■ **WORK ITEM**: Set the whole listing down again exactly as written.

+ + + + +

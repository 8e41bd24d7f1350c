//! Rendering command results as text or JSON.

use std::path::Path;

use serde::Serialize;
use userspace_protocol::{PollingDecision, RevisionState};
use userspace_scm::{ChangeLogSet, RepositoryBrowser};

use crate::theme::Theme;

/// How results are printed on stdout.
#[derive(Debug, Clone, Copy, PartialEq, Eq, clap::ValueEnum)]
pub(crate) enum OutputFormat {
    /// Colored text for terminals.
    Pretty,
    /// One JSON document per command.
    Json,
}

#[derive(Serialize)]
struct RevisionReport<'a> {
    build_id: &'a str,
    revision: &'a str,
    #[serde(skip_serializing_if = "Option::is_none")]
    changelog: Option<String>,
}

#[derive(Serialize)]
struct PollReport<'a> {
    job: &'a str,
    baseline: &'a str,
    latest: &'a str,
    change: &'static str,
    has_changes: bool,
}

#[derive(Serialize)]
struct ChangeReport<'a> {
    #[serde(flatten)]
    entry: &'a userspace_scm::ChangeEntry,
    #[serde(skip_serializing_if = "Option::is_none")]
    url: Option<String>,
}

#[derive(Serialize)]
struct ChangelogReport<'a> {
    build_id: &'a str,
    entries: Vec<ChangeReport<'a>>,
}

fn print_json<T: Serialize>(value: &T) -> anyhow::Result<()> {
    println!("{}", serde_json::to_string_pretty(value)?);
    Ok(())
}

fn display_revision(state: &RevisionState) -> String {
    if state.is_unknown() {
        Theme::dimmed("(none)")
    } else {
        state.data().to_owned()
    }
}

/// Print the outcome of a checkout or identify.
pub(crate) fn print_revision(
    format: OutputFormat,
    build_id: &str,
    state: &RevisionState,
    changelog: Option<&Path>,
) -> anyhow::Result<()> {
    match format {
        OutputFormat::Json => print_json(&RevisionReport {
            build_id,
            revision: state.data(),
            changelog: changelog.map(|p| p.display().to_string()),
        }),
        OutputFormat::Pretty => {
            println!("{}", Theme::success(&format!("build {build_id}")));
            println!("{}", Theme::field("revision", &display_revision(state)));
            if let Some(path) = changelog {
                println!("{}", Theme::field("changelog", &path.display().to_string()));
            }
            Ok(())
        },
    }
}

/// Print a polling decision.
pub(crate) fn print_decision(
    format: OutputFormat,
    job: &str,
    decision: &PollingDecision,
) -> anyhow::Result<()> {
    match format {
        OutputFormat::Json => print_json(&PollReport {
            job,
            baseline: decision.baseline().data(),
            latest: decision.latest().data(),
            change: decision.change().as_str(),
            has_changes: decision.has_changes(),
        }),
        OutputFormat::Pretty => {
            println!("{}", Theme::header(&format!("Poll: {job}")));
            println!("{}", Theme::field("change", &Theme::change_kind(decision.change())));
            println!(
                "{}",
                Theme::field("baseline", &display_revision(decision.baseline()))
            );
            println!(
                "{}",
                Theme::field("latest", &display_revision(decision.latest()))
            );
            Ok(())
        },
    }
}

/// Print a parsed changelog with browser links where available.
pub(crate) fn print_changelog(
    format: OutputFormat,
    changes: &ChangeLogSet,
    browser: &RepositoryBrowser,
) -> anyhow::Result<()> {
    match format {
        OutputFormat::Json => print_json(&ChangelogReport {
            build_id: &changes.build_id,
            entries: changes
                .iter()
                .map(|entry| ChangeReport {
                    entry,
                    url: browser.change_url(entry).map(String::from),
                })
                .collect(),
        }),
        OutputFormat::Pretty => {
            println!(
                "{}",
                Theme::header(&format!("Changes in {}", changes.build_id))
            );
            if changes.is_empty() {
                println!("{}", Theme::info("no changes recorded"));
                return Ok(());
            }
            for entry in changes {
                println!("{}", Theme::separator());
                if let Some(revision) = &entry.revision {
                    println!("{}", Theme::field("revision", revision));
                }
                if let Some(author) = &entry.author {
                    println!("{}", Theme::field("author", author));
                }
                if let Some(timestamp) = &entry.timestamp {
                    println!("{}", Theme::field("date", &timestamp.to_rfc3339()));
                }
                if let Some(url) = browser.change_url(entry) {
                    println!("{}", Theme::field("link", url.as_str()));
                }
                for line in entry.message.lines() {
                    println!("    {line}");
                }
            }
            Ok(())
        },
    }
}

/// Print a single value, such as a key or URL.
pub(crate) fn print_value(format: OutputFormat, name: &str, value: &str) -> anyhow::Result<()> {
    match format {
        OutputFormat::Json => {
            let mut object = serde_json::Map::new();
            object.insert(name.to_owned(), serde_json::Value::from(value));
            print_json(&object)
        },
        OutputFormat::Pretty => {
            println!("{value}");
            Ok(())
        },
    }
}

+ + + + +

■ **RESULT OF THIS TASK**:
repository 8e41bd24d7f1350c
//! Rendering command results as text or JSON.

use std::path::Path;

use serde::Serialize;
use userspace_protocol::{PollingDecision, RevisionState};
use userspace_scm::{ChangeLogSet, RepositoryBrowser};

use crate::theme::Theme;

/// How results are printed on stdout.
#[derive(Debug, Clone, Copy, PartialEq, Eq, clap::ValueEnum)]
pub(crate) enum OutputFormat {
    /// Colored text for terminals.
    Pretty,
    /// One JSON document per command.
    Json,
}

#[derive(Serialize)]
struct RevisionReport<'a> {
    build_id: &'a str,
    revision: &'a str,
    #[serde(skip_serializing_if = "Option::is_none")]
    changelog: Option<String>,
}

#[derive(Serialize)]
struct PollReport<'a> {
    job: &'a str,
    baseline: &'a str,
    latest: &'a str,
    change: &'static str,
    has_changes: bool,
}

#[derive(Serialize)]
struct ChangeReport<'a> {
    #[serde(flatten)]
    entry: &'a userspace_scm::ChangeEntry,
    #[serde(skip_serializing_if = "Option::is_none")]
    url: Option<String>,
}

#[derive(Serialize)]
struct ChangelogReport<'a> {
    build_id: &'a str,
    entries: Vec<ChangeReport<'a>>,
}

fn print_json<T: Serialize>(value: &T) -> anyhow::Result<()> {
    println!("{}", serde_json::to_string_pretty(value)?);
    Ok(())
}

fn display_revision(state: &RevisionState) -> String {
    if state.is_unknown() {
        Theme::dimmed("(none)")
    } else {
        state.data().to_owned()
    }
}

/// Print the outcome of a checkout or identify.
pub(crate) fn print_revision(
    format: OutputFormat,
    build_id: &str,
    state: &RevisionState,
    changelog: Option<&Path>,
) -> anyhow::Result<()> {
    match format {
        OutputFormat::Json => print_json(&RevisionReport {
            build_id,
            revision: state.data(),
            changelog: changelog.map(|p| p.display().to_string()),
        }),
        OutputFormat::Pretty => {
            println!("{}", Theme::success(&format!("build {build_id}")));
            println!("{}", Theme::field("revision", &display_revision(state)));
            if let Some(path) = changelog {
                println!("{}", Theme::field("changelog", &path.display().to_string()));
            }
            Ok(())
        },
    }
}

/// Print a polling decision.
pub(crate) fn print_decision(
    format: OutputFormat,
    job: &str,
    decision: &PollingDecision,
) -> anyhow::Result<()> {
    match format {
        OutputFormat::Json => print_json(&PollReport {
            job,
            baseline: decision.baseline().data(),
            latest: decision.latest().data(),
            change: decision.change().as_str(),
            has_changes: decision.has_changes(),
        }),
        OutputFormat::Pretty => {
            println!("{}", Theme::header(&format!("Poll: {job}")));
            println!("{}", Theme::field("change", &Theme::change_kind(decision.change())));
            println!(
                "{}",
                Theme::field("baseline", &display_revision(decision.baseline()))
            );
            println!(
                "{}",
                Theme::field("latest", &display_revision(decision.latest()))
            );
            Ok(())
        },
    }
}

/// Print a parsed changelog with browser links where available.
pub(crate) fn print_changelog(
    format: OutputFormat,
    changes: &ChangeLogSet,
    browser: &RepositoryBrowser,
) -> anyhow::Result<()> {
    match format {
        OutputFormat::Json => print_json(&ChangelogReport {
            build_id: &changes.build_id,
            entries: changes
                .iter()
                .map(|entry| ChangeReport {
                    entry,
                    url: browser.change_url(entry).map(String::from),
                })
                .collect(),
        }),
        OutputFormat::Pretty => {
            println!(
                "{}",
                Theme::header(&format!("Changes in {}", changes.build_id))
            );
            if changes.is_empty() {
                println!("{}", Theme::info("no changes recorded"));
                return Ok(());
            }
            for entry in changes {
                println!("{}", Theme::separator());
                if let Some(revision) = &entry.revision {
                    println!("{}", Theme::field("revision", revision));
                }
                if let Some(author) = &entry.author {
                    println!("{}", Theme::field("author", author));
                }
                if let Some(timestamp) = &entry.timestamp {
                    println!("{}", Theme::field("date", &timestamp.to_rfc3339()));
                }
                if let Some(url) = browser.change_url(entry) {
                    println!("{}", Theme::field("link", url.as_str()));
                }
                for line in entry.message.lines() {
                    println!("    {line}");
                }
            }
            Ok(())
        },
    }
}

/// Print a single value, such as a key or URL.
pub(crate) fn print_value(format: OutputFormat, name: &str, value: &str) -> anyhow::Result<()> {
    match format {
        OutputFormat::Json => {
            let mut object = serde_json::Map::new();
            object.insert(name.to_owned(), serde_json::Value::from(value));
            print_json(&object)
        },
        OutputFormat::Pretty => {
            println!("{value}");
            Ok(())
        },
    }
}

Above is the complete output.